Recommendations on how to laser engrave laminates
Laser machines have become indispensable as a tool for engravers, retailers and manufacturing companies. A vast range of materials can be marked with a laser with unrivalled precision, without tooling costs and without exerting pressure on delicate workpieces. A laser system is controlled digitally and easy to operate, similar to a standard printer. Not only can letters and numbers be laser engraved, but also complex graphics, logos and bar codes. We have collated some laser engraving basics and practical tips for best laser engraving results.
Laser engraving of Trotec laminates
Trotec Laser systems are capable of "photographic reproduction" and highly detailed marking. They can engrave and cut laser materials with ease. Trotec laser materials are acrylic based and specifically manufactured for laser processing.
There are different ways of laser engraving: removing material (engraving), marking (colour change), and foaming. When engraving by removing material, it is necessary that the base material is a coated material. The 2 or 3 ply Trotec Laser Materials and anodised aluminium can be processed by this method of laser engraving.
The engraving process is generally carried out in grid technology, although single-line fonts can be marked via vector output. During laser cutting, the laser head moves along a defined path (vector) and therefore requires vector-based shapes. The Trotec laser software JobControl® determines these processing modes in advance and selects them automatically, which makes the use of a laser system particularly easy.
Change the orientation of your laser to begin engraving from the bottom of the material upwards. This simple process will minimise the amount of residue being exhausted over previously engraved material which can re-deposit on the warm core and make cleaning difficult.
Lowering the number of pulse firings per inch, particularly when engraving larger text or objects, will help keep the material cooler. Setting your PPI at 500 for photo engraving helps to minimise the ‘banding effect’ that might be experienced with this fabrication process.
If your application will permit, it is recommended leaving the protective masking in place when performing vector cuts. This will minimise residue and clean-up efforts. Ensure the laser beam is properly focused to ensure clean, smooth cuts.
When reverse engraving materials, a second pass with a soft focus can create a smoother ‘glass like’ finish. Focus your laser beam on the material and run the first raster pass. Then drop your laser out of focus 0.5 mm to run the second pass.

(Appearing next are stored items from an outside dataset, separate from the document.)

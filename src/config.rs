//! Issuer configuration, retry policy, and validation.

// std
use std::cell::RefCell;
// crates.io
use rand::{Rng, SeedableRng, rngs::SmallRng};
use serde::{Deserialize, Serialize};
// self
use crate::_prelude::*;

thread_local! {
	static SMALL_RNG: RefCell<SmallRng> = RefCell::new(SmallRng::from_rng(&mut rand::rng()));
}

/// Cache TTL applied when the configured value is zero.
pub const DEFAULT_CACHE_TTL: Duration = Duration::from_secs(15 * 60);
/// Error tolerance window applied when the configured value is zero.
pub const DEFAULT_ERROR_TOLERANCE: Duration = Duration::from_secs(60);
/// Default size guard (1 MiB) for discovery and key set documents.
pub const DEFAULT_MAX_RESPONSE_BYTES: u64 = 1_048_576;

/// Supported jitter strategies for retry policies.
#[derive(Clone, Debug, Copy, Default, PartialEq, Eq, Serialize, Deserialize)]
#[serde(rename_all = "snake_case")]
pub enum JitterStrategy {
	/// No jitter; deterministic backoff schedule.
	None,
	/// Full jitter; randomize delay between 80% and 100% of the current backoff.
	#[default]
	Full,
	/// Decorrelated jitter per AWS architecture guidance.
	Decorrelated,
}

/// Retry configuration for key fetch operations.
#[derive(Clone, Debug, Serialize, Deserialize)]
#[serde(default)]
pub struct RetryPolicy {
	/// Maximum number of retry attempts to perform after the initial request.
	pub max_retries: u32,
	/// Timeout applied to each individual fetch attempt.
	pub attempt_timeout: Duration,
	/// Initial delay before retrying after a failure.
	pub initial_backoff: Duration,
	/// Upper bound applied to exponential backoff growth.
	pub max_backoff: Duration,
	/// Overall deadline that bounds the entire retry sequence.
	pub deadline: Duration,
	/// Minimum spacing between refresh attempts once a refresh has failed.
	pub failure_cooldown: Duration,
	/// Strategy used to randomize the computed backoff.
	pub jitter: JitterStrategy,
}
impl RetryPolicy {
	/// Validate invariants for retry configuration.
	pub fn validate(&self) -> Result<()> {
		if self.attempt_timeout < Duration::from_millis(100) {
			return Err(Error::Validation {
				field: "retry_policy.attempt_timeout",
				reason: "Must be at least 100 ms.".into(),
			});
		}
		if self.initial_backoff.is_zero() {
			return Err(Error::Validation {
				field: "retry_policy.initial_backoff",
				reason: "Must be greater than zero.".into(),
			});
		}
		if self.max_backoff < self.initial_backoff {
			return Err(Error::Validation {
				field: "retry_policy.max_backoff",
				reason: "Must be greater than or equal to initial_backoff.".into(),
			});
		}
		if self.deadline < self.attempt_timeout {
			return Err(Error::Validation {
				field: "retry_policy.deadline",
				reason: "Must be greater than or equal to attempt_timeout.".into(),
			});
		}

		Ok(())
	}

	/// Exponential backoff for a retry attempt with the selected jitter applied.
	pub fn compute_backoff(&self, attempt: u32) -> Duration {
		let exponent = attempt.min(32);
		let base = self.initial_backoff.mul_f64(2f64.powi(exponent as i32));
		let bounded = base.min(self.max_backoff).max(self.initial_backoff);

		self.apply_jitter(bounded, attempt)
	}

	fn apply_jitter(&self, bounded: Duration, attempt: u32) -> Duration {
		match self.jitter {
			JitterStrategy::None => bounded,
			JitterStrategy::Full => {
				let lower = bounded.mul_f64(0.8).max(self.initial_backoff);
				let upper = bounded.min(self.max_backoff);

				random_within(lower, upper)
			},
			JitterStrategy::Decorrelated => {
				let prev = if attempt == 0 { self.initial_backoff } else { bounded };
				let ceiling = self.max_backoff.min(prev.mul_f64(3.0));

				random_within(self.initial_backoff, ceiling.max(self.initial_backoff))
			},
		}
	}
}
impl Default for RetryPolicy {
	fn default() -> Self {
		Self {
			max_retries: 2,
			attempt_timeout: Duration::from_secs(3),
			initial_backoff: Duration::from_millis(250),
			max_backoff: Duration::from_secs(2),
			deadline: Duration::from_secs(8),
			failure_cooldown: Duration::from_secs(1),
			jitter: JitterStrategy::Full,
		}
	}
}

/// Configuration describing the issuers served by an [`IssuerManager`](crate::IssuerManager).
#[derive(Clone, Debug, Serialize, Deserialize)]
pub struct IssuerConfig {
	/// Whitespace-separated issuer base URLs; the first one is the default issuer.
	pub addr_token_provider: String,
	/// Age after which cached key material is refreshed; zero selects [`DEFAULT_CACHE_TTL`].
	#[serde(default)]
	pub cache_ttl: Duration,
	/// Grace period past the TTL during which stale keys survive failed refreshes; zero selects
	/// [`DEFAULT_ERROR_TOLERANCE`].
	#[serde(default)]
	pub error_tolerance: Duration,
	/// Reject issuer URLs that do not use HTTPS.
	#[serde(default)]
	pub require_https: bool,
	/// Maximum size allowed for discovery and key set documents in bytes.
	#[serde(default = "default_max_response_bytes")]
	pub max_response_bytes: u64,
	/// Retry policy applied to every key fetch.
	#[serde(default)]
	pub retry_policy: RetryPolicy,
}
impl IssuerConfig {
	/// Construct a configuration for the given issuer URLs with default cache settings.
	pub fn new(addr_token_provider: impl Into<String>) -> Self {
		Self {
			addr_token_provider: addr_token_provider.into(),
			cache_ttl: Duration::ZERO,
			error_tolerance: Duration::ZERO,
			require_https: false,
			max_response_bytes: DEFAULT_MAX_RESPONSE_BYTES,
			retry_policy: RetryPolicy::default(),
		}
	}

	/// Set the cache TTL.
	pub fn with_cache_ttl(mut self, cache_ttl: Duration) -> Self {
		self.cache_ttl = cache_ttl;

		self
	}

	/// Set the error tolerance window.
	pub fn with_error_tolerance(mut self, error_tolerance: Duration) -> Self {
		self.error_tolerance = error_tolerance;

		self
	}

	/// Set the HTTPS requirement.
	pub fn with_require_https(mut self, require_https: bool) -> Self {
		self.require_https = require_https;

		self
	}

	/// Replace the retry policy.
	pub fn with_retry_policy(mut self, retry_policy: RetryPolicy) -> Self {
		self.retry_policy = retry_policy;

		self
	}

	/// Effective cache TTL after default substitution.
	pub fn resolved_cache_ttl(&self) -> Duration {
		if self.cache_ttl.is_zero() { DEFAULT_CACHE_TTL } else { self.cache_ttl }
	}

	/// Effective error tolerance after default substitution.
	pub fn resolved_error_tolerance(&self) -> Duration {
		if self.error_tolerance.is_zero() { DEFAULT_ERROR_TOLERANCE } else { self.error_tolerance }
	}

	/// Issuer URL tokens in configuration order.
	pub fn issuer_tokens(&self) -> impl Iterator<Item = &str> {
		self.addr_token_provider.split_whitespace()
	}

	/// Validate the non-URL settings.
	pub fn validate(&self) -> Result<()> {
		if self.max_response_bytes == 0 {
			return Err(Error::Validation {
				field: "max_response_bytes",
				reason: "Must be greater than zero.".into(),
			});
		}

		self.retry_policy.validate()
	}
}
impl Default for IssuerConfig {
	fn default() -> Self {
		Self::new(String::new())
	}
}

fn random_within(min: Duration, max: Duration) -> Duration {
	if max <= min {
		return max;
	}

	SMALL_RNG.with(|cell| {
		let mut rng = cell.borrow_mut();
		let nanos = max.as_nanos() - min.as_nanos();
		let jitter = rng.random_range(0..=nanos.min(u64::MAX as u128));

		min + Duration::from_nanos(jitter as u64)
	})
}

fn default_max_response_bytes() -> u64 {
	DEFAULT_MAX_RESPONSE_BYTES
}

Engravable plastic with white core colours and dark top colours can offer some challenges when achieving a sharp white engraving result. Once again, using the ‘bottom up’ engraving method will minimise the re-distribution of colour residue to the white. Increasing power in 5% increments can be helpful and multiple passes might be required to achieve your optimal result, though with TroLase materials only one pass brings a very good result.
Commonly used in vector cutting applications to remove heat and combustible gases from the cutting surface. By directing a constant stream of air across the cutting surface, possible flaming and scorching are reduced.
Most laserable acrylics can be engraved at high speed with the power adjusted according to the wattage of your laser. Cutting acrylic is best achieved using relatively slower speed and higher power. This combination allows the laser to melt the edges of the acrylic and produce a polished edge. Acrylics are flammable, therefore do not leave your laser machine unattended when vector cutting materials.
While it is our intention to provide you with a host of recommendations to help get you started, nothing can replace the knowledge you will gain by simply taking some time to get familiar with your equipment and the materials you intend to fabricate. We wish you all the best in your future endeavours.